Colonial subjects in West Africa devised a variety of strategies to resist the establishment of a colonial system and to oppose specific institutions of the system such as labourers engaged in strike action in the late 19th and the early 20th centuries in Lagos, the Cameroons, Dahomey, and Guinea.

Ideological protests included the banding together of the Lobi and the Bambara of French Sudan against the spread of French culture.  Shaykh Ahmadu Bamba founded a movement, Mouridiyya, to protest the establishment of French colonial rule, while numerous messianic or millenarian or Ethiopian churches with distinctively African liturgies and doctrines were established to resist the imposition of Western-style Christianity. 

Meanwhile, a variety of groups formed to protest specific colonialist laws or measures imposed on indigenous populations, such as the Young Senegalese Club and the Aborigines' Rights Protection Society, which used newspapers, pamphlets, and plays to protect themselves from assimilation.
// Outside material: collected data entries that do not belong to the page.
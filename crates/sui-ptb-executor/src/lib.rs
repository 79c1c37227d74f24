//! Transaction executors.
//!
//! - [`CachingTransactionExecutor`]: builds against an [`ObjectCache`] kept
//!   current from effects, so back-to-back transactions skip index lag.
//! - [`SerialTransactionExecutor`]: one transaction at a time, chaining the gas
//!   coin from each transaction's effects into the next.
//! - [`ParallelTransactionExecutor`]: concurrent submission with a pool of gas
//!   coins (or address-balance gas), serializing only transactions that share
//!   owned objects.

pub mod cache;
pub mod caching;
pub mod config;
pub mod epoch;
pub mod error;
pub mod parallel;
pub mod pool;
pub mod queue;
pub mod serial;

pub use cache::{CachedObject, ObjectCache};
pub use caching::CachingTransactionExecutor;
pub use config::{GasMode, ParallelExecutorConfig, SerialExecutorConfig};
pub use epoch::EpochInfoCache;
pub use error::ExecutorError;
pub use parallel::ParallelTransactionExecutor;
pub use pool::{PoolStats, PooledCoin};
pub use queue::{ObjectGuard, ObjectLocks, SerialQueue};
pub use serial::SerialTransactionExecutor;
Despite widespread protests, colonialism was firmly entrenched in the whole of West Africa by World War I. Until the abolishing of the colonial rule, Africa had endured many oppressions in relation to religion, tradition, customs and culture.

History 
The creation of modern France through expansion goes back to the establishment of a small kingdom in the area around Paris in the late 10th century and was not completed until the corporation of Nice and Savoy in 1860. The existing "hexagon" was the result of a long series of wars and conquests involving the triumph of the French language and the French culture over what once were autonomous and culturally distinctive communities, especially the Occitan-speaking areas of Southern France, whose language (langue d'oc), distinct from French, was banned from official use in the 16th century and from everyday use during the French Revolution. The creation of the French hexagon by conquest and annexations established an ideological precedent for the "civilising mission" that served as a rationale for French colonialism. A long experience of turning peasants and culturally-exogenous provincials into Frenchmen seemed to raise the possibility that the same could be done for the colonised peoples of Africa and Asia.
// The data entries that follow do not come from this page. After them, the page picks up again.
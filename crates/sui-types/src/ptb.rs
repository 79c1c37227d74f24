//! Programmable transaction reference model.
//!
//! A transaction is an ordered list of [`Command`]s over a deduplicated table of
//! inputs ([`CallArg`]). Commands refer to inputs and to each other's results
//! through [`Argument`], which is always a plain index. A command may only
//! reference results of commands that precede it.

use crate::base::{ObjectId, ObjectRef, SequenceNumber};
use move_core_types::identifier::Identifier;
use move_core_types::language_storage::TypeTag;
use serde::{Deserialize, Serialize};
use std::collections::BTreeMap;

/// A reference to a value available to a command.
#[derive(Debug, Clone, Copy, PartialEq, Eq, Hash, Serialize, Deserialize)]
pub enum Argument {
    /// The gas coin, injected at submission time.
    GasCoin,
    /// The i-th entry of the input table.
    Input(u16),
    /// The (only) result of command c.
    Result(u16),
    /// The k-th result of command c.
    NestedResult(u16, u16),
}

impl Argument {
    /// Index of the command this argument reads from, if it is a result reference.
    pub fn command_index(&self) -> Option<u16> {
        match self {
            Argument::Result(c) | Argument::NestedResult(c, _) => Some(*c),
            Argument::GasCoin | Argument::Input(_) => None,
        }
    }

    pub fn input_index(&self) -> Option<u16> {
        match self {
            Argument::Input(i) => Some(*i),
            _ => None,
        }
    }
}

/// A resolved object input.
#[derive(Debug, Clone, PartialEq, Eq, Serialize, Deserialize)]
pub enum ObjectArg {
    /// An immutable or address-owned object at a fixed version.
    ImmOrOwnedObject(ObjectRef),
    /// A shared object; the ledger sequences access to it.
    SharedObject {
        object_id: ObjectId,
        initial_shared_version: SequenceNumber,
        mutable: bool,
    },
    /// An object previously sent to the sender, to be received by this transaction.
    Receiving(ObjectRef),
}

impl ObjectArg {
    pub fn object_id(&self) -> ObjectId {
        match self {
            ObjectArg::ImmOrOwnedObject(r) | ObjectArg::Receiving(r) => r.object_id,
            ObjectArg::SharedObject { object_id, .. } => *object_id,
        }
    }
}

/// An object referenced by id, with whatever is already known about it.
///
/// Resolved into an [`ObjectArg`] before the transaction is serialized.
#[derive(Debug, Clone, PartialEq, Eq, Serialize, Deserialize)]
pub struct UnresolvedObject {
    pub object_id: ObjectId,
    pub version: Option<SequenceNumber>,
    pub digest: Option<String>,
    pub initial_shared_version: Option<SequenceNumber>,
    pub mutable: Option<bool>,
}

impl UnresolvedObject {
    pub fn new(object_id: ObjectId) -> Self {
        Self {
            object_id,
            version: None,
            digest: None,
            initial_shared_version: None,
            mutable: None,
        }
    }

    /// Whether this object is known to be shared.
    pub fn is_shared(&self) -> bool {
        self.initial_shared_version.is_some()
    }
}

/// Whose address balance a withdrawal is charged against.
#[derive(Debug, Clone, Copy, PartialEq, Eq, Serialize, Deserialize)]
pub enum WithdrawFrom {
    Sender,
    Sponsor,
}

/// A reservation against an address-level balance.
#[derive(Debug, Clone, PartialEq, Eq, Serialize, Deserialize)]
pub struct FundsWithdrawal {
    /// Upper bound of the amount that may be withdrawn.
    pub max_amount: u64,
    /// `0x2::balance::Balance<T>` of the withdrawn coin type.
    pub balance_type: TypeTag,
    pub withdraw_from: WithdrawFrom,
}

/// One slot of the input table.
#[derive(Debug, Clone, PartialEq, Eq, Serialize, Deserialize)]
pub enum CallArg {
    /// BCS-encoded scalar or vector data.
    Pure(Vec<u8>),
    Object(ObjectArg),
    UnresolvedObject(UnresolvedObject),
    FundsWithdrawal(FundsWithdrawal),
}

impl CallArg {
    /// Id of the object this input refers to, if any.
    pub fn object_id(&self) -> Option<ObjectId> {
        match self {
            CallArg::Object(obj) => Some(obj.object_id()),
            CallArg::UnresolvedObject(u) => Some(u.object_id),
            CallArg::Pure(_) | CallArg::FundsWithdrawal(_) => None,
        }
    }

    /// Whether the input still needs a ledger lookup before serialization.
    pub fn is_unresolved(&self) -> bool {
        matches!(self, CallArg::UnresolvedObject(_))
    }

    /// Whether this input is consumed exclusively by the transaction that uses it.
    pub fn is_owned_object(&self) -> bool {
        match self {
            CallArg::Object(ObjectArg::ImmOrOwnedObject(_)) => true,
            CallArg::Object(ObjectArg::Receiving(_)) => true,
            CallArg::UnresolvedObject(u) => !u.is_shared(),
            _ => false,
        }
    }
}

/// The coin a `CoinWithBalance` intent draws from.
#[derive(Debug, Clone, PartialEq, Eq, Hash, Serialize, Deserialize)]
pub enum CoinKind {
    /// SUI, split off the gas coin.
    Gas,
    /// Any coin type `T` (the inner type of `Coin<T>`).
    Coin(TypeTag),
}

#[derive(Debug, Clone, PartialEq, Eq, Serialize, Deserialize)]
pub struct CoinWithBalanceData {
    pub coin: CoinKind,
    pub balance: u64,
}

/// Payload carried by an intent placeholder.
#[derive(Debug, Clone, PartialEq, Serialize, Deserialize)]
pub enum IntentData {
    CoinWithBalance(CoinWithBalanceData),
    /// Payload of a resolver registered by the caller.
    Custom(serde_json::Value),
}

/// A placeholder command, rewritten into real commands before submission.
#[derive(Debug, Clone, PartialEq, Serialize, Deserialize)]
pub struct IntentCommand {
    pub name: String,
    pub inputs: BTreeMap<String, Vec<Argument>>,
    pub data: IntentData,
}

/// A command in a programmable transaction.
#[derive(Debug, Clone, PartialEq, Serialize, Deserialize)]
pub enum Command {
    /// Call a Move function
    MoveCall {
        package: ObjectId,
        module: Identifier,
        function: Identifier,
        type_arguments: Vec<TypeTag>,
        arguments: Vec<Argument>,
    },

    /// Transfer objects to an address.
    TransferObjects {
        objects: Vec<Argument>,
        address: Argument,
    },

    /// Split a coin into multiple coins with specified amounts.
    /// Returns one coin per amount.
    SplitCoins {
        coin: Argument,
        amounts: Vec<Argument>,
    },

    /// Merge source coins into the destination coin.
    MergeCoins {
        destination: Argument,
        sources: Vec<Argument>,
    },

    /// Publish new modules.
    Publish {
        modules: Vec<Vec<u8>>,
        dependencies: Vec<ObjectId>,
    },

    /// Create a vector from elements.
    /// If type_tag is None, it's inferred from elements.
    MakeMoveVec {
        type_tag: Option<TypeTag>,
        elements: Vec<Argument>,
    },

    /// Upgrade an existing package with an upgrade ticket.
    Upgrade {
        modules: Vec<Vec<u8>>,
        dependencies: Vec<ObjectId>,
        package: ObjectId,
        ticket: Argument,
    },

    /// Placeholder resolved by the intent pipeline; never sent to the network.
    Intent(IntentCommand),
}

impl Command {
    /// Short name of the command kind, for logs and errors.
    pub fn kind_name(&self) -> &'static str {
        match self {
            Command::MoveCall { .. } => "MoveCall",
            Command::TransferObjects { .. } => "TransferObjects",
            Command::SplitCoins { .. } => "SplitCoins",
            Command::MergeCoins { .. } => "MergeCoins",
            Command::Publish { .. } => "Publish",
            Command::MakeMoveVec { .. } => "MakeMoveVec",
            Command::Upgrade { .. } => "Upgrade",
            Command::Intent(_) => "Intent",
        }
    }

    pub fn as_intent(&self) -> Option<&IntentCommand> {
        match self {
            Command::Intent(intent) => Some(intent),
            _ => None,
        }
    }

    /// Every argument of the command, in a stable order.
    ///
    /// The order matches [`Command::arguments_mut`].
    pub fn arguments(&self) -> Vec<&Argument> {
        match self {
            Command::MoveCall { arguments, .. } => arguments.iter().collect(),
            Command::TransferObjects { objects, address } => {
                objects.iter().chain(std::iter::once(address)).collect()
            }
            Command::SplitCoins { coin, amounts } => {
                std::iter::once(coin).chain(amounts.iter()).collect()
            }
            Command::MergeCoins {
                destination,
                sources,
            } => std::iter::once(destination).chain(sources.iter()).collect(),
            Command::Publish { .. } => Vec::new(),
            Command::MakeMoveVec { elements, .. } => elements.iter().collect(),
            Command::Upgrade { ticket, .. } => vec![ticket],
            Command::Intent(intent) => intent.inputs.values().flatten().collect(),
        }
    }

    pub fn arguments_mut(&mut self) -> Vec<&mut Argument> {
        match self {
            Command::MoveCall { arguments, .. } => arguments.iter_mut().collect(),
            Command::TransferObjects { objects, address } => {
                objects.iter_mut().chain(std::iter::once(address)).collect()
            }
            Command::SplitCoins { coin, amounts } => {
                std::iter::once(coin).chain(amounts.iter_mut()).collect()
            }
            Command::MergeCoins {
                destination,
                sources,
            } => std::iter::once(destination)
                .chain(sources.iter_mut())
                .collect(),
            Command::Publish { .. } => Vec::new(),
            Command::MakeMoveVec { elements, .. } => elements.iter_mut().collect(),
            Command::Upgrade { ticket, .. } => vec![ticket],
            Command::Intent(intent) => intent.inputs.values_mut().flatten().collect(),
        }
    }
}

#[cfg(test)]
mod tests {
    use super::*;
    use move_core_types::account_address::AccountAddress;

    #[test]
    fn test_argument_order_is_stable() {
        let mut cmd = Command::TransferObjects {
            objects: vec![Argument::Result(0), Argument::NestedResult(1, 2)],
            address: Argument::Input(3),
        };
        let read: Vec<Argument> = cmd.arguments().into_iter().copied().collect();
        let written: Vec<Argument> = cmd.arguments_mut().into_iter().map(|a| *a).collect();
        assert_eq!(read, written);
        assert_eq!(read.last(), Some(&Argument::Input(3)));
    }

    #[test]
    fn test_intent_arguments_are_visited() {
        let mut inputs = BTreeMap::new();
        inputs.insert("coin".to_string(), vec![Argument::Result(4)]);
        let mut cmd = Command::Intent(IntentCommand {
            name: "Custom".into(),
            inputs,
            data: IntentData::Custom(serde_json::json!({"k": 1})),
        });
        for arg in cmd.arguments_mut() {
            *arg = Argument::Result(5);
        }
        assert_eq!(cmd.arguments(), vec![&Argument::Result(5)]);
    }

    #[test]
    fn test_owned_object_classification() {
        let id = AccountAddress::from_hex_literal("0x42").unwrap();
        let owned = CallArg::Object(ObjectArg::ImmOrOwnedObject(ObjectRef::new(id, 1, "d")));
        let shared = CallArg::Object(ObjectArg::SharedObject {
            object_id: id,
            initial_shared_version: 1,
            mutable: true,
        });
        let mut unresolved = UnresolvedObject::new(id);
        assert!(owned.is_owned_object());
        assert!(!shared.is_owned_object());
        assert!(CallArg::UnresolvedObject(unresolved.clone()).is_owned_object());
        unresolved.initial_shared_version = Some(3);
        assert!(!CallArg::UnresolvedObject(unresolved).is_owned_object());
        assert!(!CallArg::Pure(vec![1]).is_owned_object());
    }

    #[test]
    fn test_command_bcs_roundtrip() {
        let cmd = Command::SplitCoins {
            coin: Argument::GasCoin,
            amounts: vec![Argument::Input(0), Argument::Input(1)],
        };
        let bytes = bcs::to_bytes(&cmd).unwrap();
        let decoded: Command = bcs::from_bytes(&bytes).unwrap();
        assert_eq!(decoded, cmd);
    }
}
The initial stages of assimilation in France were observed during the revolution. In 1794, deputies, some of whom were from the Caribbean and from French India, passed a law was passed that declared that "all men resident in the colonies, without distinction of color, are French citizens and enjoy all the rights assured by the Constitution".

In the early 19th century under Napoleon Bonaparte, new laws were created for the colonies to replace the previous universal laws that applied to both France and the colonies. Bonaparte rejected assimilation and declared that the colonies would be governed under separate laws. He believed that if universal laws continued, the residents of the colonies would eventually have the power to control the local governments, which would have an adverse effect on "cheap slave labour". He meanwhile reinstated slavery in the Caribbean possessions.

Even with Bonaparte's rejection of assimilation, many still believed it to be a good practice. On July 24, 1833, a law was passed to give all free colony residents "civil and political rights". Also, the Revolution in 1848 restored "assimilation theory" was restored, with colonies again under universal rules.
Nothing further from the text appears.